This week mainly involved building upon the start on exploratory analyses from last week.

Goals

Specifically my goals are:

to try out statistical analyses, in particular, applying it to the data I calculated last week
to start finalising my report and putting it all in an Rmarkdown file, in particular, knitting the doc every so often to ensure it works!

Load packages

library(tidyverse)

## -- Attaching packages --------------------------------------- tidyverse 1.3.1 --

## v ggplot2 3.3.5     v purrr   0.3.4
## v tibble  3.1.2     v dplyr   1.0.6
## v tidyr   1.1.3     v stringr 1.4.0
## v readr   1.4.0     v forcats 0.5.1

## -- Conflicts ------------------------------------------ tidyverse_conflicts() --
## x dplyr::filter() masks stats::filter()
## x dplyr::lag()    masks stats::lag()

library(readspss)
library(plotrix)
library(gt)
library(ggpubr)
library(jmv)
library(rstatix)

## 
## Attaching package: 'rstatix'

## The following object is masked from 'package:stats':
## 
##     filter

library(here)

## here() starts at C:/Users/miche/Documents/Coding-R/Learning logs

library(readxl)
library(psych)

## 
## Attaching package: 'psych'

## The following objects are masked from 'package:jmv':
## 
##     pca, reliability

## The following object is masked from 'package:plotrix':
## 
##     rescale

## The following objects are masked from 'package:ggplot2':
## 
##     %+%, alpha

library(gtsummary)

## #BlackLivesMatter

Loading data

data <- read.sav("Humiston & Wamsley 2019 data.sav")

Cleaning data

cleandata <- data %>% 
  filter(exclude == "no")

Question 1: Is the effect of TMR mediated by bias type?

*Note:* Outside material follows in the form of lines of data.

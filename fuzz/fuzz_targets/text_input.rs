#![no_main]

use {
    graphwire::{from_text, to_text},
    libfuzzer_sys::fuzz_target,
    std::collections::BTreeMap,
};

macro_rules! fuzz_roundtrip {
    ($data:expr, $ty:ty) => {
        if let Ok(mut value) = from_text::<$ty>($data) {
            let serialized = to_text(&mut value).expect("serialize should succeed");
            let roundtrip: $ty =
                from_text(&serialized).expect("roundtrip deserialize should succeed");
            assert_eq!(value, roundtrip, "roundtrip failed for {}", stringify!($ty));
        }
    };
}

fuzz_target!(|data: &[u8]| {
    let Ok(text) = core::str::from_utf8(data) else {
        return;
    };
    fuzz_roundtrip!(text, i64);
    fuzz_roundtrip!(text, String);
    fuzz_roundtrip!(text, Vec<bool>);
    fuzz_roundtrip!(text, BTreeMap<String, u16>);
});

To remind everyone of my progress from last week, I developed two different plots.

One plot compared the mean bias levels for race and gender bias across time.

Here we found that both types of biases showed similar trends across time, however, race bias showed less bias increase at the 1 week delay time point.

biasdata <- data.frame(
  condition = factor(c("Gender", "Gender", "Gender", "Gender", "Race", "Race", "Race", "Race")),
  time = factor(c("Baseline", "Prenap", "Postnap", "1-week", "Baseline", "Prenap", "Postnap", "1-week")),
  levels = c("Baseline", "Prenap", "Postnap", "1-week"),
  bias_av = c(0.49767,  0.3357758,  0.3389568, 0.4857734, 0.533979, 0.1080363,  0.2803619, 0.3292815),
  se = c(  0.07186912, 0.11089910, 0.12809562, 0.08824424, 0.1051369, 0.1394592, 0.1035415, 0.1031192)
)

ggplot(data = biasdata, aes(
  x = factor(time, level = c("Baseline", "Prenap", "Postnap", "1-week")), 
  y = bias_av,
  colour = condition,
  group = condition)) +
  geom_line() +
  geom_errorbar(aes(
    x= time,
    ymin=bias_av-se,
    ymax=bias_av+se),
width=0.1, colour="grey", alpha= 0.9) +
  labs(x = "time", title = "Bias change for bias type")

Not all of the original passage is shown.